The
whole world is watching and our elected officials are not looking very
good. The Fiscal Cliff is a real threat
not only to the U.S. economy, but the world economy as well. Markets around the world are moving up and
down on every little whisper that comes out of Washington D.C. regarding the negotiations
between Democrats and Republicans. The
bottom line is that real fear is beginning to take hold as it becomes more and
more likely that a budget deal will not be reached by year’s end.
I
understand the difference ideologies and I am not going to make any type of
political statement here. What does
amaze me is that with so much at stake there appears to very little movement on
both sides. Our elected officials are
playing “chicken” with each other but the vehicle they are driving is the world
financial markets. It’s disturbing how
are government has reached a point that it just does not function.
The
Federal Open Market Committee met this week and released not only their opinions,
but also their forecast for the economic future. Here are the highlights:
- The Fed has indicated that they
will keep rates low well into 2015 (it used to be 2014)

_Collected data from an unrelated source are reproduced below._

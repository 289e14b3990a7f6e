use thiserror::Error;

#[derive(Debug, Error)]
pub enum SolveError {
    /// The iteration cap was hit without satisfying the epsilon
    /// convergence test on every parameter.
    #[error("solver failed to converge within {0} iterations")]
    NotConverged(usize),

    /// The solve was cancelled cooperatively via `ProgressInfo`.
    #[error("solve cancelled")]
    Cancelled,

    /// A degenerate problem was supplied (zero parameters, zero
    /// residuals, or a non-finite objective value at the start point).
    #[error("invalid problem definition: {0}")]
    InvalidProblem(&'static str),
}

- Rates will not be raised until
unemployment drops to 6.5% or inflation increases to more than 2%.
- The Fed will continue to purchase long term interest rates and mortgage backed securities to keep mortgage rates artificially low. (What is interesting is that as soon as the Fed announced this news, mortgage rates rose and have risen more than expected just this week)
By
the way, if you weren’t sure what it means that the Fed is going to continue to
buy MBS’s and long term debt, it simply means our country is going further and
further into debt. (Just though you
should know)
First
time jobless claims have been dropping steadily since Hurricane Sandy caused
them to jump. Last week’s claims plunged
from 372,000 down to 343,000. We have
had a run in the not too distant past in which claims kept dropping and
everyone is hopeful that the current declining pattern will continue.
Inflation
is down and retail sales are up. The
producer price index showed that inflation is very much in check on the
wholesale level with a reading of.1% which is actually indicating that
wholesale prices are declining. Retailsales jumped back this past month with an increase of .3% after last month’s
decline of the same amount. Despite uncertainty about the fiscal cliff, it
appears that retailers at this point are very optimistic about a very “green”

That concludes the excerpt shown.